▶ _Your instructions_
The answer is a stretch of the material below, returned exactly: the line containing "first.submit(fixed_now()).unwrap();", the line containing "worker_threads = 4)]", and all lines between.

################

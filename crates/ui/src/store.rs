use dioxus::prelude::*;

use services::QuizRun;

/// The run in progress, shared by the quiz and results routes.
///
/// Starting a quiz replaces the run; going back to setup drops it.
#[derive(Clone, Copy)]
pub struct QuizStore {
    pub run: Signal<Option<QuizRun>>,
}

impl QuizStore {
    /// Must be called inside a component scope.
    #[must_use]
    pub fn with_run(run: Option<QuizRun>) -> Self {
        Self {
            run: Signal::new(run),
        }
    }

    pub fn replace(mut self, run: QuizRun) {
        self.run.set(Some(run));
    }

    pub fn clear(mut self) {
        self.run.set(None);
    }
}

/// Provide a fresh, empty store to the subtree.
pub fn use_quiz_store_provider() -> QuizStore {
    use_context_provider(|| QuizStore::with_run(None))
}
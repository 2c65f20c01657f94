use std::sync::Arc;

use chrono::Duration;
use quiz_core::countdown::{TimerEvent, TimerPhase};
use quiz_core::model::{QuizConfig, ResultFilter, TimingPolicy, TypeFilter};
use quiz_core::time::fixed_now;
use services::{AppServices, Clock, SessionError, SubmitReason};
use storage::repository::{InMemoryRepository, Storage};

fn bank_json(single: usize, multi: usize) -> String {
    let records: Vec<String> = (0..single)
        .map(|i| {
            format!(
                r#"{{"question": "Single {i}", "answer_options": ["right", "wrong"], "correct_answers": ["right"], "is_multi_choice": false}}"#
            )
        })
        .chain((0..multi).map(|i| {
            format!(
                r#"{{"question": "Multi {i}", "answer_options": ["a", "b", "c"], "correct_answers": ["a", "c"], "is_multi_choice": true}}"#
            )
        }))
        .collect();
    format!("[{}]", records.join(","))
}

fn services(repo: InMemoryRepository, seconds_per_question: u32) -> AppServices {
    AppServices::new(
        &Storage::from_repository(repo),
        Clock::fixed(fixed_now()),
        TimingPolicy::new(seconds_per_question).unwrap(),
    )
}

#[tokio::test]
async fn quiz_loop_answers_then_expires_into_results() {
    let repo = InMemoryRepository::with_bank(bank_json(12, 4));
    let app = services(repo.clone(), 2);

    let name = app.names().save("Lin").await.unwrap();
    let config = QuizConfig::new(8, TypeFilter::Mixed).unwrap();
    let mut run = app.quiz_loop().start_quiz(config, name).await.unwrap();

    assert_eq!(run.session().len(), 8);
    let multi = run
        .session()
        .questions()
        .iter()
        .filter(|q| q.question().is_multi_choice())
        .count();
    assert_eq!(multi, 2);
    assert_eq!(run.budget_secs(), 16);

    // Answer everything correctly except the last question.
    for index in 0..run.session().len() - 1 {
        run.go_to(index);
        if run.question_view().is_multi_choice {
            run.select_current("a").unwrap();
            run.select_current("c").unwrap();
        } else {
            run.select_current("right").unwrap();
        }
    }

    let mut now = fixed_now();
    let mut last = Vec::new();
    while run.timer_phase().is_running() {
        now += Duration::seconds(1);
        last = run.tick(now).events;
    }
    assert_eq!(last, vec![TimerEvent::Expired]);
    assert_eq!(run.timer_phase(), TimerPhase::Expired);

    let results = run.results().unwrap();
    assert_eq!(results.reason, SubmitReason::Expired);
    assert_eq!(results.report.correct_count, 7);
    assert_eq!(results.elapsed_secs, 16);

    let wrong = run.results_view(ResultFilter::Wrong).unwrap();
    assert_eq!(wrong.items.len(), 1);
    assert_eq!(wrong.items[0].index, 7);
    assert_eq!(wrong.taker_name.as_deref(), Some("Lin"));

    assert!(matches!(run.submit(now), Err(SessionError::AlreadySubmitted)));
}

#[tokio::test]
async fn restart_draws_a_fresh_session_and_keeps_the_name() {
    let repo = InMemoryRepository::with_bank(bank_json(10, 10));
    let app = services(repo.clone(), 60);
    app.names().save("Sam").await.unwrap();

    let config = QuizConfig::new(5, TypeFilter::Single).unwrap();
    let mut first = app.quiz_loop().start_quiz(config, app.names().load().await.unwrap()).await.unwrap();
    first.select_current("right").unwrap();
    first.submit(fixed_now()).unwrap();

    let second = app.quiz_loop().start_quiz(config, app.names().load().await.unwrap()).await.unwrap();
    assert_ne!(first.id(), second.id());
    assert_eq!(second.progress().answered, 0);
    assert!(!second.is_submitted());
    assert_eq!(second.taker_name().map(|n| n.as_str()), Some("Sam"));
}

#[tokio::test]
async fn bank_changes_are_picked_up_on_next_start() {
    let repo = InMemoryRepository::with_bank("[]");
    let app = services(repo.clone(), 60);
    let config = QuizConfig::new(5, TypeFilter::Mixed).unwrap();

    assert!(matches!(
        app.quiz_loop().start_quiz(config, None).await,
        Err(SessionError::EmptyBank)
    ));

    repo.set_bank(bank_json(3, 0));
    let run = app.quiz_loop().start_quiz(config, None).await.unwrap();
    assert_eq!(run.session().len(), 3);

    let summary = app.quiz_loop().check_bank().await.unwrap();
    assert_eq!((summary.total, summary.single, summary.multi), (3, 3, 0));
}

#[tokio::test]
async fn bank_source_can_be_shared_across_services() {
    let repo = InMemoryRepository::with_bank(bank_json(6, 2));
    let storage = Storage {
        bank: Arc::new(repo.clone()),
        names: Arc::new(repo),
    };
    let app = AppServices::new(&storage, Clock::fixed(fixed_now()), TimingPolicy::default());
    assert_eq!(app.quiz_loop().bank_location(), "memory");
    assert_eq!(app.quiz_loop().check_bank().await.unwrap().total, 8);
}

#[tokio::test(flavor = "multi_thread", worker_threads = 4)]
async fn rapid_name_edits_persist_the_last_keystroke_in_sqlite() {
    let bank: Arc<dyn storage::BankSource> =
        Arc::new(InMemoryRepository::with_bank(bank_json(5, 0)));
    let app = AppServices::new_sqlite(
        "sqlite:file:memdb_name_edits?mode=memory&cache=shared",
        bank,
        Clock::fixed(fixed_now()),
        TimingPolicy::default(),
    )
    .await
    .unwrap();
    let names = app.names();

    for round in 0..20 {
        let mut handles = Vec::new();
        for typed in ["G", "Gr", "Gra", "Grac", "Grace"] {
            handles.push(tokio::spawn(names.save(typed)));
        }
        for handle in handles {
            handle.await.unwrap().unwrap();
        }
        let stored = names.load().await.unwrap();
        assert_eq!(
            stored.as_ref().map(|name| name.as_str()),
            Some("Grace"),
            "round {round}"
        );
        names.save("").await.unwrap();
    }
}
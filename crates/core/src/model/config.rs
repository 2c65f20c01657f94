use thiserror::Error;

use crate::model::question::TypeFilter;

/// Smallest session a taker may request.
pub const MIN_QUESTION_COUNT: u32 = 5;
/// Largest session a taker may request.
pub const MAX_QUESTION_COUNT: u32 = 500;
/// Default per-question allowance used to size the countdown.
pub const DEFAULT_SECONDS_PER_QUESTION: u32 = 60;

#[derive(Debug, Error, Clone, PartialEq, Eq)]
#[non_exhaustive]
pub enum ConfigError {
    #[error("a quiz needs at least {MIN_QUESTION_COUNT} questions, got {requested}")]
    CountTooSmall { requested: u32 },

    #[error("a quiz can have at most {MAX_QUESTION_COUNT} questions, got {requested}")]
    CountTooLarge { requested: u32 },

    #[error("seconds per question must be > 0")]
    InvalidSecondsPerQuestion,
}

/// What the taker asked for on the setup screen.
#[derive(Debug, Clone, Copy, PartialEq, Eq)]
pub struct QuizConfig {
    requested_count: u32,
    filter: TypeFilter,
}

impl QuizConfig {
    /// # Errors
    ///
    /// Returns `ConfigError` if `requested_count` is outside
    /// `MIN_QUESTION_COUNT..=MAX_QUESTION_COUNT`.
    pub fn new(requested_count: u32, filter: TypeFilter) -> Result<Self, ConfigError> {
        if requested_count < MIN_QUESTION_COUNT {
            return Err(ConfigError::CountTooSmall {
                requested: requested_count,
            });
        }
        if requested_count > MAX_QUESTION_COUNT {
            return Err(ConfigError::CountTooLarge {
                requested: requested_count,
            });
        }
        Ok(Self {
            requested_count,
            filter,
        })
    }

    #[must_use]
    pub fn requested_count(&self) -> u32 {
        self.requested_count
    }

    #[must_use]
    pub fn filter(&self) -> TypeFilter {
        self.filter
    }
}

/// How long the countdown gives per question.
#[derive(Debug, Clone, Copy, PartialEq, Eq)]
pub struct TimingPolicy {
    seconds_per_question: u32,
}

impl TimingPolicy {
    /// # Errors
    ///
    /// Returns `ConfigError::InvalidSecondsPerQuestion` for zero.
    pub fn new(seconds_per_question: u32) -> Result<Self, ConfigError> {
        if seconds_per_question == 0 {
            return Err(ConfigError::InvalidSecondsPerQuestion);
        }
        Ok(Self {
            seconds_per_question,
        })
    }

    #[must_use]
    pub fn seconds_per_question(&self) -> u32 {
        self.seconds_per_question
    }

    /// Total budget for a session of `question_count` questions.
    #[must_use]
    pub fn budget_secs(&self, question_count: usize) -> u32 {
        let count = u32::try_from(question_count).unwrap_or(u32::MAX);
        count.saturating_mul(self.seconds_per_question)
    }
}

impl Default for TimingPolicy {
    fn default() -> Self {
        Self {
            seconds_per_question: DEFAULT_SECONDS_PER_QUESTION,
        }
    }
}
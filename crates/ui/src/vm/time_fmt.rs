use chrono::{DateTime, Local, Utc};

use quiz_core::time::format_mmss;

/// Countdown label, e.g. `Time left: 4:05`.
#[must_use]
pub fn format_remaining(seconds: u32) -> String {
    format!("Time left: {}", format_mmss(u64::from(seconds)))
}

/// Elapsed label, e.g. `Time taken: 12:30`.
#[must_use]
pub fn format_elapsed(seconds: u64) -> String {
    format!("Time taken: {}", format_mmss(seconds))
}

#[must_use]
pub fn format_datetime(value: DateTime<Utc>) -> String {
    value.with_timezone(&Local).format("%Y-%m-%d %H:%M").to_string()
}
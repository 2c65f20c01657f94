use rand::Rng;
use rand::seq::SliceRandom;

use quiz_core::model::{Question, QuizConfig, SessionQuestion, TypeFilter};

use crate::bank::QuestionBank;

/// Selection result for a session build.
#[derive(Debug, Clone, PartialEq)]
pub struct SessionPlan {
    pub questions: Vec<SessionQuestion>,
    pub requested: usize,
    pub multi_selected: usize,
    pub single_selected: usize,
}

impl SessionPlan {
    /// Number of questions actually selected; may be below `requested`.
    #[must_use]
    pub fn total(&self) -> usize {
        self.questions.len()
    }

    #[must_use]
    pub fn is_empty(&self) -> bool {
        self.questions.is_empty()
    }

    #[must_use]
    pub fn is_short(&self) -> bool {
        self.total() < self.requested
    }
}

/// Multi/single targets for a mixed session of `requested` questions.
///
/// A quarter (rounded down) is multi-choice. When one side cannot supply its
/// share the other side makes up the difference as far as it can.
#[must_use]
pub fn mixed_targets(requested: usize, multi_available: usize, single_available: usize) -> (usize, usize) {
    // floor(requested * 0.25)
    let mut multi = requested / 4;
    let mut single = requested - multi;

    if multi > multi_available {
        multi = multi_available;
        single = (requested - multi).min(single_available);
    } else if single > single_available {
        single = single_available;
        multi = (requested - single).min(multi_available);
    }
    (multi, single)
}

/// Picks and orders the questions for one quiz session.
pub struct SessionBuilder {
    requested: usize,
    filter: TypeFilter,
}

impl SessionBuilder {
    #[must_use]
    pub fn new(requested: usize) -> Self {
        Self {
            requested,
            filter: TypeFilter::Mixed,
        }
    }

    #[must_use]
    pub fn from_config(config: &QuizConfig) -> Self {
        let requested = usize::try_from(config.requested_count()).unwrap_or(usize::MAX);
        Self::new(requested).with_filter(config.filter())
    }

    #[must_use]
    pub fn with_filter(mut self, filter: TypeFilter) -> Self {
        self.filter = filter;
        self
    }

    /// Sample the bank without replacement.
    ///
    /// - `Single`/`Multi` draw up to `requested` questions of that type.
    /// - `Mixed` keeps the multi share from [`mixed_targets`], then shuffles
    ///   the combined selection.
    ///
    /// Every returned question is a fresh copy with no selection; the bank is
    /// not touched. A short bank yields a short plan rather than an error.
    pub fn build<R: Rng + ?Sized>(&self, bank: &QuestionBank, rng: &mut R) -> SessionPlan {
        let (multi_pool, single_pool): (Vec<&Question>, Vec<&Question>) = bank
            .questions()
            .iter()
            .partition(|q| q.is_multi_choice());

        let mut picked = match self.filter {
            TypeFilter::Single => sample(single_pool, self.requested, rng),
            TypeFilter::Multi => sample(multi_pool, self.requested, rng),
            TypeFilter::Mixed => {
                let (multi, single) =
                    mixed_targets(self.requested, multi_pool.len(), single_pool.len());
                let mut combined = sample(multi_pool, multi, rng);
                combined.extend(sample(single_pool, single, rng));
                combined.shuffle(rng);
                combined
            }
        };
        picked.truncate(self.requested);

        let multi_selected = picked.iter().filter(|q| q.is_multi_choice()).count();
        SessionPlan {
            single_selected: picked.len() - multi_selected,
            multi_selected,
            requested: self.requested,
            questions: picked
                .into_iter()
                .map(|q| SessionQuestion::new(q.clone()))
                .collect(),
        }
    }
}

fn sample<'a, R: Rng + ?Sized>(
    mut pool: Vec<&'a Question>,
    count: usize,
    rng: &mut R,
) -> Vec<&'a Question> {
    pool.shuffle(rng);
    pool.truncate(count);
    pool
}
mod config;
mod ids;
mod question;
mod score;
mod session;
mod taker;

pub use config::{
    ConfigError, DEFAULT_SECONDS_PER_QUESTION, MAX_QUESTION_COUNT, MIN_QUESTION_COUNT,
    QuizConfig, TimingPolicy,
};
pub use ids::{QuestionId, SessionId};
pub use question::{Question, QuestionDraft, QuestionError, TypeFilter};
pub use score::{OptionMark, ResultFilter, ScoreReport, Verdict, score};
pub use session::{QuizSession, SessionChange, SessionQuestion, SessionStateError};
pub use taker::{MAX_TAKER_NAME_CHARS, TakerName, TakerNameError};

################

▶ _Output of the exercise_
    first.submit(fixed_now()).unwrap();

    let second = app.quiz_loop().start_quiz(config, app.names().load().await.unwrap()).await.unwrap();
    assert_ne!(first.id(), second.id());
    assert_eq!(second.progress().answered, 0);
    assert!(!second.is_submitted());
    assert_eq!(second.taker_name().map(|n| n.as_str()), Some("Sam"));
}

#[tokio::test]
async fn bank_changes_are_picked_up_on_next_start() {
    let repo = InMemoryRepository::with_bank("[]");
    let app = services(repo.clone(), 60);
    let config = QuizConfig::new(5, TypeFilter::Mixed).unwrap();

    assert!(matches!(
        app.quiz_loop().start_quiz(config, None).await,
        Err(SessionError::EmptyBank)
    ));

    repo.set_bank(bank_json(3, 0));
    let run = app.quiz_loop().start_quiz(config, None).await.unwrap();
    assert_eq!(run.session().len(), 3);

    let summary = app.quiz_loop().check_bank().await.unwrap();
    assert_eq!((summary.total, summary.single, summary.multi), (3, 3, 0));
}

#[tokio::test]
async fn bank_source_can_be_shared_across_services() {
    let repo = InMemoryRepository::with_bank(bank_json(6, 2));
    let storage = Storage {
        bank: Arc::new(repo.clone()),
        names: Arc::new(repo),
    };
    let app = AppServices::new(&storage, Clock::fixed(fixed_now()), TimingPolicy::default());
    assert_eq!(app.quiz_loop().bank_location(), "memory");
    assert_eq!(app.quiz_loop().check_bank().await.unwrap().total, 8);
}

#[tokio::test(flavor = "multi_thread", worker_threads = 4)]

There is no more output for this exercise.